II. Dual Power: Talking About a Reconstructive Vision

A few days after I saw Fast Food Nation, my friend Brooke from the ISE called to ask if I’d do a talk at a college in upstate New York. She is in the process of developing a new kind of educational institute up in that region, not a new Institute for Social Ecology, per se (I guess no one could do that), but one that incorporates many of Murray’s ideas into its vision. She’s hoping to create a local lecture series that will help raise interest and awareness of some of the issues she hopes to include in the new institute.

“Can you do something on dual power?” she asks over the phone. Brooke herself is a seasoned activist and lecturer. She was a key organizer for the events that went down in Seattle in 1999, quite capable of giving the lecture herself. I guess she wants to throw some older folk like me into the mix.

While Murray was certainly not the first to advance the idea of dual power (it was discussed by Trotsky among others), Murray was among the first to articulate the idea in the context of the new social movements emerging out of the 1960s.

For Murray, dual power was the process through which revolutionaries create a set of new directly democratic political counter-institutions, alongside of the existing power structures, to create a contest of power and legitimacy.
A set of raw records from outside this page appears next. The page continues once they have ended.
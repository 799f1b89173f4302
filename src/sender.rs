//! Outbound helper that splits messages into server frames.
//!
//! [`FrameSender`] cuts a payload into frames no larger than the configured
//! maximum frame payload, tags them with the right opcodes and FIN flag, and
//! queues them on a [`Transport`]. All frames of one logical message are
//! queued under a per-session lock so concurrent senders never interleave.

use std::{
    io,
    num::NonZeroUsize,
    sync::{Mutex, PoisonError},
};

use bytes::{BufMut, Bytes, BytesMut};

use crate::{
    frame::{MAX_FRAME_PAYLOAD, Opcode, encode_header, encoded_header_len},
    transport::Transport,
};

/// Default frame payload cap: the frame buffer minus the header budget.
pub const DEFAULT_MAX_FRAME_PAYLOAD: NonZeroUsize =
    NonZeroUsize::MIN.saturating_add(MAX_FRAME_PAYLOAD - 1);

/// One outbound frame before encoding.
#[derive(Clone, Debug, PartialEq, Eq)]
pub struct OutboundFrame {
    fin: bool,
    opcode: Opcode,
    payload: Bytes,
}

impl OutboundFrame {
    /// Whether this frame ends its message.
    #[must_use]
    pub const fn fin(&self) -> bool { self.fin }

    /// Opcode carried by this frame.
    #[must_use]
    pub const fn opcode(&self) -> Opcode { self.opcode }

    /// Payload slice carried by this frame.
    #[must_use]
    pub fn payload(&self) -> &[u8] { &self.payload }

    /// Encode header and payload into one buffer.
    #[must_use]
    pub fn encode(&self) -> Bytes {
        let len = self.payload.len();
        let mut buf = BytesMut::with_capacity(encoded_header_len(len) + len);
        encode_header(&mut buf, self.fin, self.opcode, len);
        buf.put_slice(&self.payload);
        buf.freeze()
    }
}

/// Splits and queues outbound messages for one session.
#[derive(Debug)]
pub struct FrameSender {
    max_frame_payload: NonZeroUsize,
    lock: Mutex<()>,
}

impl Default for FrameSender {
    fn default() -> Self { Self::new(DEFAULT_MAX_FRAME_PAYLOAD) }
}

impl FrameSender {
    /// Create a sender that caps frame payloads at `max_frame_payload` bytes.
    #[must_use]
    pub const fn new(max_frame_payload: NonZeroUsize) -> Self {
        Self {
            max_frame_payload,
            lock: Mutex::new(()),
        }
    }

    /// Return the maximum frame payload size in bytes.
    #[must_use]
    pub const fn max_frame_payload(&self) -> NonZeroUsize { self.max_frame_payload }

    /// Split `payload` into frames for a message opened by `opcode`.
    ///
    /// The first frame carries `opcode`, later frames carry
    /// [`Opcode::Continuation`] and only the last frame has FIN set. An empty
    /// payload still yields one frame.
    ///
    /// ```
    /// use std::num::NonZeroUsize;
    ///
    /// use bytes::Bytes;
    /// use wiresocket::{frame::Opcode, sender::FrameSender};
    ///
    /// let sender = FrameSender::new(NonZeroUsize::new(4).expect("non-zero"));
    /// let frames = sender.fragment(Opcode::Text, Bytes::from_static(b"abcdefghij"));
    /// assert_eq!(frames.len(), 3);
    /// assert_eq!(frames[0].opcode(), Opcode::Text);
    /// assert_eq!(frames[2].opcode(), Opcode::Continuation);
    /// assert!(frames[2].fin());
    /// ```
    #[must_use]
    pub fn fragment(&self, opcode: Opcode, payload: Bytes) -> Vec<OutboundFrame> {
        let max = self.max_frame_payload.get();
        if payload.is_empty() {
            return vec![OutboundFrame {
                fin: true,
                opcode,
                payload,
            }];
        }

        let total = payload.len();
        let mut frames = Vec::with_capacity(total.div_ceil(max));
        let mut offset = 0usize;
        while offset < total {
            let end = (offset + max).min(total);
            frames.push(OutboundFrame {
                fin: end == total,
                opcode: if offset == 0 {
                    opcode
                } else {
                    Opcode::Continuation
                },
                payload: payload.slice(offset..end),
            });
            offset = end;
        }
        frames
    }

    /// Encode every frame of one message and queue them on `transport`.
    ///
    /// Returns the number of payload bytes queued.
    ///
    /// # Errors
    ///
    /// Propagates the first [`Transport::queue_write`] failure. Frames queued
    /// before the failure are not withdrawn.
    pub fn send(
        &self,
        transport: &dyn Transport,
        opcode: Opcode,
        payload: Bytes,
    ) -> io::Result<usize> {
        self.send_if(transport, opcode, payload, || true)
            .map(Option::unwrap_or_default)
    }

    /// Like [`send`](Self::send), but `admit` decides under the send lock
    /// whether the message goes out at all.
    ///
    /// Returns `Ok(None)` without queuing anything when `admit` refuses, so a
    /// state check made in `admit` cannot be overtaken by a concurrent send.
    ///
    /// # Errors
    ///
    /// Propagates the first [`Transport::queue_write`] failure.
    pub fn send_if(
        &self,
        transport: &dyn Transport,
        opcode: Opcode,
        payload: Bytes,
        admit: impl FnOnce() -> bool,
    ) -> io::Result<Option<usize>> {
        let len = payload.len();
        let frames = self.fragment(opcode, payload);
        let _guard = self.lock.lock().unwrap_or_else(PoisonError::into_inner);
        if !admit() {
            return Ok(None);
        }
        for frame in &frames {
            transport.queue_write(frame.encode())?;
        }
        Ok(Some(len))
    }
}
According to Murray, a revolutionary movement has to create significant tension with existing nodes of power such as the state and capital. Rather than just destroy an existing society 19th century insurrection-style (with armored vehicles and so on), a dual power approach builds grassroots political counter-institutions from the bottom up.

“I’d love to talk on dual power,” I reply to Brooke. Unbeknownst to my friend, I’m eager to launch into a discussion about Fast Food Nation with a real, live person. I want to tell Brooke that there are just too many critics out there telling the populace what’s wrong but unable to explain how to transform the system along revolutionary lines. I want to tell her how sad it is that the ISE no longer offers the summer institute, because, among other things, I’d want to show the film and get the chance to talk about the missing “second half.” Just as I’m about to say, “The story about dual power would be the ‘second half’ to Fast Food Nation,” I can hear Brooke’s cell phone playing a movie soundtrack in the background.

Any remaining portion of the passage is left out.